//! Record store: persistence for assets, their sub-records and their files.
//!
//! Storage paths are derived once, when a file row is created, from the
//! owner's attributes at that moment. Renaming an owner or moving its date
//! never moves files. Backing files are released through the
//! [`FileReaper`] after rows are deleted or a file value is replaced.

use std::sync::Arc;

use chrono::Utc;
use sea_orm::{
    ActiveModelTrait, ColumnTrait, ConnectionTrait, DatabaseConnection, DbErr, EntityTrait,
    LoaderTrait, ModelTrait, PaginatorTrait, QueryFilter, QueryOrder, Select, Set, SqlErr,
    TransactionTrait,
};

use crate::entities::cycle_attachment::FileType;
use crate::entities::{
    cycle, cycle_attachment, faulty_part, faulty_part_image, vehicle, vehicle_document,
    vehicle_image, wheel_image,
};
use crate::error::{AppError, FieldErrors};
use crate::models::forms::{CyclePatch, NewCycle, NewFaultyPart, NewVehicle, VehiclePatch};
use crate::models::kinds::VehicleFileKind;
use crate::pagination::{PaginatedResponse, Pagination};
use crate::services::file_records::FileRecord;
use crate::services::filter::RecordFilter;
use crate::services::reaper::FileReaper;
use crate::services::storage::FileStorage;
use crate::utils::filename::sanitize_upload_name;
use crate::utils::paths::{derive_path, normalize_identifier, FAULTY_PART_IMAGES_PREFIX};

const CYCLE_ID_TAKEN: &str = "Cycle with this Cycle id already exists.";
const CAR_NUMBER_TAKEN: &str = "Vehicle with this Car number already exists.";
const NO_FILES: &str = "No file was submitted.";

/// An uploaded file whose name has been reduced to a safe basename.
#[derive(Debug, Clone)]
pub struct Upload {
    pub filename: String,
    pub data: Vec<u8>,
}

impl Upload {
    /// Sanitizes `raw_name`; failures are reported against `field`.
    pub fn new(field: &str, raw_name: &str, data: Vec<u8>) -> Result<Self, AppError> {
        let filename = sanitize_upload_name(raw_name)
            .map_err(|e| AppError::Validation(FieldErrors::single(field, e.message())))?;
        Ok(Self { filename, data })
    }
}

#[derive(Debug, Clone, PartialEq)]
pub struct CycleDetail {
    pub cycle: cycle::Model,
    pub attachments: Vec<cycle_attachment::Model>,
}

#[derive(Debug, Clone, PartialEq)]
pub struct FaultyPartDetail {
    pub part: faulty_part::Model,
    pub images: Vec<faulty_part_image::Model>,
}

#[derive(Debug, Clone, PartialEq)]
pub struct VehicleDetail {
    pub vehicle: vehicle::Model,
    pub faulty_parts: Vec<FaultyPartDetail>,
    pub images: Vec<vehicle_image::Model>,
    pub wheel_images: Vec<wheel_image::Model>,
    pub documents: Vec<vehicle_document::Model>,
}

/// A row of one of the three vehicle file tables.
#[derive(Debug, Clone, PartialEq, Eq)]
pub struct VehicleFile {
    pub id: i32,
    pub vehicle_id: i32,
    pub kind: VehicleFileKind,
    pub path: String,
}

impl From<vehicle_image::Model> for VehicleFile {
    fn from(model: vehicle_image::Model) -> Self {
        Self {
            id: model.id,
            vehicle_id: model.vehicle_id,
            kind: VehicleFileKind::Image,
            path: model.image,
        }
    }
}

impl From<wheel_image::Model> for VehicleFile {
    fn from(model: wheel_image::Model) -> Self {
        Self {
            id: model.id,
            vehicle_id: model.vehicle_id,
            kind: VehicleFileKind::Wheel,
            path: model.image,
        }
    }
}

impl From<vehicle_document::Model> for VehicleFile {
    fn from(model: vehicle_document::Model) -> Self {
        Self {
            id: model.id,
            vehicle_id: model.vehicle_id,
            kind: VehicleFileKind::Document,
            path: model.document,
        }
    }
}

/// Outcome of a delete: rows removed (owner and children) and backing files
/// the reaper actually deleted.
#[derive(Debug, Clone, Copy, Default, PartialEq, Eq, serde::Serialize, utoipa::ToSchema)]
pub struct DeleteSummary {
    pub rows: u64,
    pub files_removed: u64,
}

fn unique_violation(err: DbErr, field: &str, message: &str) -> AppError {
    match err.sql_err() {
        Some(SqlErr::UniqueConstraintViolation(_)) => {
            AppError::Validation(FieldErrors::single(field, message))
        }
        _ => AppError::DatabaseError(err),
    }
}

fn require_files<T>(field: &str, files: &[T]) -> Result<(), AppError> {
    if files.is_empty() {
        return Err(AppError::Validation(FieldErrors::single(field, NO_FILES)));
    }
    Ok(())
}

async fn insert_vehicle_file<C: ConnectionTrait>(
    conn: &C,
    kind: VehicleFileKind,
    vehicle_id: i32,
    path: String,
) -> Result<VehicleFile, DbErr> {
    let now = Utc::now().naive_utc();
    let file: VehicleFile = match kind {
        VehicleFileKind::Image => vehicle_image::ActiveModel {
            vehicle_id: Set(vehicle_id),
            image: Set(path),
            created_at: Set(now),
            ..Default::default()
        }
        .insert(conn)
        .await?
        .into(),
        VehicleFileKind::Wheel => wheel_image::ActiveModel {
            vehicle_id: Set(vehicle_id),
            image: Set(path),
            created_at: Set(now),
            ..Default::default()
        }
        .insert(conn)
        .await?
        .into(),
        VehicleFileKind::Document => vehicle_document::ActiveModel {
            vehicle_id: Set(vehicle_id),
            document: Set(path),
            created_at: Set(now),
            ..Default::default()
        }
        .insert(conn)
        .await?
        .into(),
    };
    Ok(file)
}

#[derive(Clone)]
pub struct RecordStore {
    db: DatabaseConnection,
    storage: Arc<dyn FileStorage>,
    reaper: FileReaper,
}
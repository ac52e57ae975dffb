use sea_orm::{ConnectionTrait, Database, Statement};
use std::env;

const TABLES: [&str; 9] = [
    "faulty_part_images",
    "vehicle_documents",
    "wheel_images",
    "vehicle_images",
    "faulty_parts",
    "vehicles",
    "cycle_attachments",
    "cycles",
    "seaql_migrations",
];

#[tokio::main]
async fn main() -> anyhow::Result<()> {
    dotenvy::dotenv().ok();
    let database_url = env::var("DATABASE_URL").map_err(|_| anyhow::anyhow!("DATABASE_URL must be set"))?;

    let db = Database::connect(database_url).await?;
    let backend = db.get_database_backend();

    for table in TABLES {
        db.execute(Statement::from_string(
            backend,
            format!("DROP TABLE IF EXISTS \"{}\" CASCADE;", table),
        ))
        .await?;
    }
    println!("Database reset successfully");
    Ok(())
}
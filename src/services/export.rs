//! Archive export: a manifest of the selected records plus every file they
//! reference, laid out like the storage tree, in one deflated zip.

use std::collections::HashSet;
use std::io::{Cursor, Write};

use chrono::NaiveDate;
use serde::Serialize;
use zip::write::SimpleFileOptions;
use zip::CompressionMethod;

use crate::entities::cycle::ControlType;
use crate::entities::cycle_attachment::FileType;
use crate::error::AppError;
use crate::services::filter::RecordFilter;
use crate::services::records::{CycleDetail, RecordStore, VehicleDetail};
use crate::utils::filename::split_extension;
use crate::utils::paths::{
    basename, owner_dir, DOCUMENTS_PREFIX, FAULTY_PART_IMAGES_PREFIX, VEHICLE_IMAGES_PREFIX,
    WHEEL_IMAGES_PREFIX,
};

pub const CYCLES_ARCHIVE_BASE: &str = "cycles_backup";
pub const VEHICLES_ARCHIVE_BASE: &str = "vehicle_backup";

const CYCLES_MANIFEST: &str = "cycles.json";
const VEHICLES_MANIFEST: &str = "vehicles.json";

#[derive(Debug, thiserror::Error)]
pub enum ArchiveError {
    #[error("zip error: {0}")]
    Zip(#[from] zip::result::ZipError),
    #[error("archive IO error: {0}")]
    Io(#[from] std::io::Error),
    #[error("manifest encoding failed: {0}")]
    Manifest(#[from] serde_json::Error),
    #[error("archive task failed: {0}")]
    Task(#[from] tokio::task::JoinError),
}

/// A finished archive and what went into it.
#[derive(Debug)]
pub struct ArchiveExport {
    /// Suggested download name, encoding the date range.
    pub filename: String,
    pub bytes: Vec<u8>,
    pub records: usize,
    pub files: usize,
    /// Attachments whose backing file could not be read.
    pub skipped: usize,
}

#[derive(Serialize)]
struct AttachmentEntry<'a> {
    file: &'a str,
    file_type: FileType,
}

#[derive(Serialize)]
struct CycleEntry<'a> {
    id: i32,
    control_type: ControlType,
    date: NaiveDate,
    cycle_id: &'a str,
    folder: String,
    attachments: Vec<AttachmentEntry<'a>>,
}

#[derive(Serialize)]
struct FaultyPartEntry<'a> {
    part_name: &'a str,
    description: &'a str,
    images: Vec<&'a str>,
}

#[derive(Serialize)]
struct VehicleEntry<'a> {
    id: i32,
    car_number: &'a str,
    brand: &'a str,
    kilometers: i32,
    cylinder_count: i32,
    mesures: &'a str,
    ligne: &'a str,
    entry_date: NaiveDate,
    faulty_parts: Vec<FaultyPartEntry<'a>>,
    images: Vec<&'a str>,
    wheel_images: Vec<&'a str>,
    documents: Vec<&'a str>,
}

struct ArchiveEntry {
    name: String,
    data: Vec<u8>,
}

/// Files collected for an archive, keyed by member name.
#[derive(Default)]
struct ArchivePlan {
    entries: Vec<ArchiveEntry>,
    taken: HashSet<String>,
    /// `(wanted name, stored path)` pairs already handled.
    seen: HashSet<(String, String)>,
    skipped: usize,
}

/// `a/photo.jpg`, 2 -> `a/photo-2.jpg`
fn numbered(name: &str, n: usize) -> String {
    let (dir, file) = match name.rfind('/') {
        Some(idx) => (&name[..=idx], &name[idx + 1..]),
        None => ("", name),
    };
    let (stem, ext) = split_extension(file);
    format!("{dir}{stem}-{n}{ext}")
}

impl ArchivePlan {
    /// Returns `false` when this stored path was already placed under
    /// `wanted`.
    fn claim(&mut self, wanted: &str, stored: &str) -> bool {
        self.seen.insert((wanted.to_string(), stored.to_string()))
    }

    fn push(&mut self, wanted: String, data: Vec<u8>) {
        let mut name = wanted.clone();
        let mut n = 1;
        while self.taken.contains(&name) {
            name = numbered(&wanted, n);
            n += 1;
        }
        self.taken.insert(name.clone());
        self.entries.push(ArchiveEntry { name, data });
    }
}

fn write_archive(
    manifest_name: &str,
    manifest: &[u8],
    entries: &[ArchiveEntry],
) -> Result<Vec<u8>, ArchiveError> {
    let mut writer = zip::ZipWriter::new(Cursor::new(Vec::new()));
    let options = SimpleFileOptions::default().compression_method(CompressionMethod::Deflated);

    writer.start_file(manifest_name, options)?;
    writer.write_all(manifest)?;
    for entry in entries {
        writer.start_file(entry.name.as_str(), options)?;
        writer.write_all(&entry.data)?;
    }

    Ok(writer.finish()?.into_inner())
}

#[derive(Clone)]
pub struct ArchiveExporter {
    records: RecordStore,
}

impl ArchiveExporter {
    pub fn new(records: RecordStore) -> Self {
        Self { records }
    }

    /// Adds the file at `stored` as `{dir}/{basename}`. Missing or
    /// unreadable files are skipped.
    async fn add_file(&self, plan: &mut ArchivePlan, dir: &str, stored: &str) {
        let wanted = format!("{}/{}", dir, basename(stored));
        if !plan.claim(&wanted, stored) {
            return;
        }

        match self.records.storage().read(stored).await {
            Ok(Some(data)) => plan.push(wanted, data),
            Ok(None) => {
                tracing::debug!(path = stored, "Export | file missing, skipping");
                plan.skipped += 1;
            }
            Err(e) => {
                tracing::warn!(path = stored, "Export | failed to read file: {}", e);
                plan.skipped += 1;
            }
        }
    }

    async fn finish(
        &self,
        filename: String,
        manifest_name: &'static str,
        manifest: Vec<u8>,
        records: usize,
        plan: ArchivePlan,
    ) -> Result<ArchiveExport, AppError> {
        let files = plan.entries.len();
        let skipped = plan.skipped;
        let entries = plan.entries;

        let bytes = tokio::task::spawn_blocking(move || {
            write_archive(manifest_name, &manifest, &entries)
        })
        .await
        .map_err(ArchiveError::from)??;

        tracing::info!(
            filename = %filename,
            records,
            files,
            skipped,
            size = bytes.len(),
            "Export | archive built"
        );

        Ok(ArchiveExport {
            filename,
            bytes,
            records,
            files,
            skipped,
        })
    }

    /// Cycles matching `filter`, each attachment filed under its cycle's
    /// current control type, date and identifier.
    pub async fn export_cycles(&self, filter: &RecordFilter) -> Result<ArchiveExport, AppError> {
        let cycles: Vec<CycleDetail> = self.records.select_cycles(filter).await?;
        let mut plan = ArchivePlan::default();
        let mut manifest = Vec::with_capacity(cycles.len());

        for detail in &cycles {
            let cycle = &detail.cycle;
            let folder = owner_dir(cycle.control_type.as_str(), cycle.date, &cycle.cycle_id);
            for attachment in &detail.attachments {
                self.add_file(&mut plan, &folder, &attachment.file).await;
            }
            manifest.push(CycleEntry {
                id: cycle.id,
                control_type: cycle.control_type,
                date: cycle.date,
                cycle_id: &cycle.cycle_id,
                folder,
                attachments: detail
                    .attachments
                    .iter()
                    .map(|a| AttachmentEntry {
                        file: &a.file,
                        file_type: a.file_type,
                    })
                    .collect(),
            });
        }

        let manifest = serde_json::to_vec_pretty(&manifest).map_err(ArchiveError::from)?;
        self.finish(
            filter.archive_name(CYCLES_ARCHIVE_BASE),
            CYCLES_MANIFEST,
            manifest,
            cycles.len(),
            plan,
        )
        .await
    }

    /// Vehicles matching `filter` with their faulty parts and every file
    /// table, filed under the vehicle's current entry date and car number.
    pub async fn export_vehicles(
        &self,
        filter: &RecordFilter,
    ) -> Result<ArchiveExport, AppError> {
        let vehicles: Vec<VehicleDetail> = self.records.select_vehicles(filter).await?;
        let mut plan = ArchivePlan::default();
        let mut manifest = Vec::with_capacity(vehicles.len());

        for detail in &vehicles {
            let vehicle = &detail.vehicle;
            let dir = |prefix: &str| owner_dir(prefix, vehicle.entry_date, &vehicle.car_number);

            let images_dir = dir(VEHICLE_IMAGES_PREFIX);
            for image in &detail.images {
                self.add_file(&mut plan, &images_dir, &image.image).await;
            }
            let wheels_dir = dir(WHEEL_IMAGES_PREFIX);
            for image in &detail.wheel_images {
                self.add_file(&mut plan, &wheels_dir, &image.image).await;
            }
            let documents_dir = dir(DOCUMENTS_PREFIX);
            for document in &detail.documents {
                self.add_file(&mut plan, &documents_dir, &document.document)
                    .await;
            }
            let parts_dir = dir(FAULTY_PART_IMAGES_PREFIX);
            for part in &detail.faulty_parts {
                for image in &part.images {
                    self.add_file(&mut plan, &parts_dir, &image.image).await;
                }
            }

            manifest.push(VehicleEntry {
                id: vehicle.id,
                car_number: &vehicle.car_number,
                brand: &vehicle.brand,
                kilometers: vehicle.kilometers,
                cylinder_count: vehicle.cylinder_count,
                mesures: &vehicle.mesures,
                ligne: &vehicle.ligne,
                entry_date: vehicle.entry_date,
                faulty_parts: detail
                    .faulty_parts
                    .iter()
                    .map(|p| FaultyPartEntry {
                        part_name: &p.part.part_name,
                        description: &p.part.description,
                        images: p.images.iter().map(|i| i.image.as_str()).collect(),
                    })
                    .collect(),
                images: detail.images.iter().map(|i| i.image.as_str()).collect(),
                wheel_images: detail.wheel_images.iter().map(|i| i.image.as_str()).collect(),
                documents: detail
                    .documents
                    .iter()
                    .map(|d| d.document.as_str())
                    .collect(),
            });
        }

        let manifest = serde_json::to_vec_pretty(&manifest).map_err(ArchiveError::from)?;
        self.finish(
            filter.archive_name(VEHICLES_ARCHIVE_BASE),
            VEHICLES_MANIFEST,
            manifest,
            vehicles.len(),
            plan,
        )
        .await
    }
}
use sea_orm_migration::prelude::*;

#[derive(DeriveMigrationName)]
pub struct Migration;

#[async_trait::async_trait]
impl MigrationTrait for Migration {
    async fn up(&self, manager: &SchemaManager) -> Result<(), DbErr> {
        manager
            .create_table(
                Table::create()
                    .table(CycleAttachments::Table)
                    .if_not_exists()
                    .col(
                        ColumnDef::new(CycleAttachments::Id)
                            .integer()
                            .not_null()
                            .auto_increment()
                            .primary_key(),
                    )
                    .col(ColumnDef::new(CycleAttachments::CycleId).integer().not_null())
                    .col(ColumnDef::new(CycleAttachments::File).string_len(255).not_null())
                    .col(
                        ColumnDef::new(CycleAttachments::FileType)
                            .string_len(10)
                            .not_null()
                            .default("photo"),
                    )
                    .col(ColumnDef::new(CycleAttachments::CreatedAt).timestamp().not_null())
                    .foreign_key(
                        ForeignKey::create()
                            .name("fk_cycle_attachments_cycle_id")
                            .from(CycleAttachments::Table, CycleAttachments::CycleId)
                            .to(Cycles::Table, Cycles::Id)
                            .on_delete(ForeignKeyAction::Cascade),
                    )
                    .to_owned(),
            )
            .await?;

        // Reference checks look rows up by stored path.
        manager
            .create_index(
                Index::create()
                    .name("idx_cycle_attachments_file")
                    .table(CycleAttachments::Table)
                    .col(CycleAttachments::File)
                    .to_owned(),
            )
            .await
    }

    async fn down(&self, manager: &SchemaManager) -> Result<(), DbErr> {
        manager
            .drop_table(Table::drop().table(CycleAttachments::Table).to_owned())
            .await
    }
}

#[derive(DeriveIden)]
enum CycleAttachments {
    Table,
    Id,
    CycleId,
    File,
    FileType,
    CreatedAt,
}

#[derive(DeriveIden)]
enum Cycles {
    Table,
    Id,
}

──────────

### WORK INSTRUCTION
Your task is to retype the entries verbatim, starting with the line that holds "filename src/services/export.rs" and stopping after the line that holds "const CYCLES_MANIFEST: &str".

### ANSWER BELOW
filename src/services/export.rs
//! Archive export: a manifest of the selected records plus every file they
//! reference, laid out like the storage tree, in one deflated zip.

use std::collections::HashSet;
use std::io::{Cursor, Write};

use chrono::NaiveDate;
use serde::Serialize;
use zip::write::SimpleFileOptions;
use zip::CompressionMethod;

use crate::entities::cycle::ControlType;
use crate::entities::cycle_attachment::FileType;
use crate::error::AppError;
use crate::services::filter::RecordFilter;
use crate::services::records::{CycleDetail, RecordStore, VehicleDetail};
use crate::utils::filename::split_extension;
use crate::utils::paths::{
    basename, owner_dir, DOCUMENTS_PREFIX, FAULTY_PART_IMAGES_PREFIX, VEHICLE_IMAGES_PREFIX,
    WHEEL_IMAGES_PREFIX,
};

pub const CYCLES_ARCHIVE_BASE: &str = "cycles_backup";
pub const VEHICLES_ARCHIVE_BASE: &str = "vehicle_backup";

const CYCLES_MANIFEST: &str = "cycles.json";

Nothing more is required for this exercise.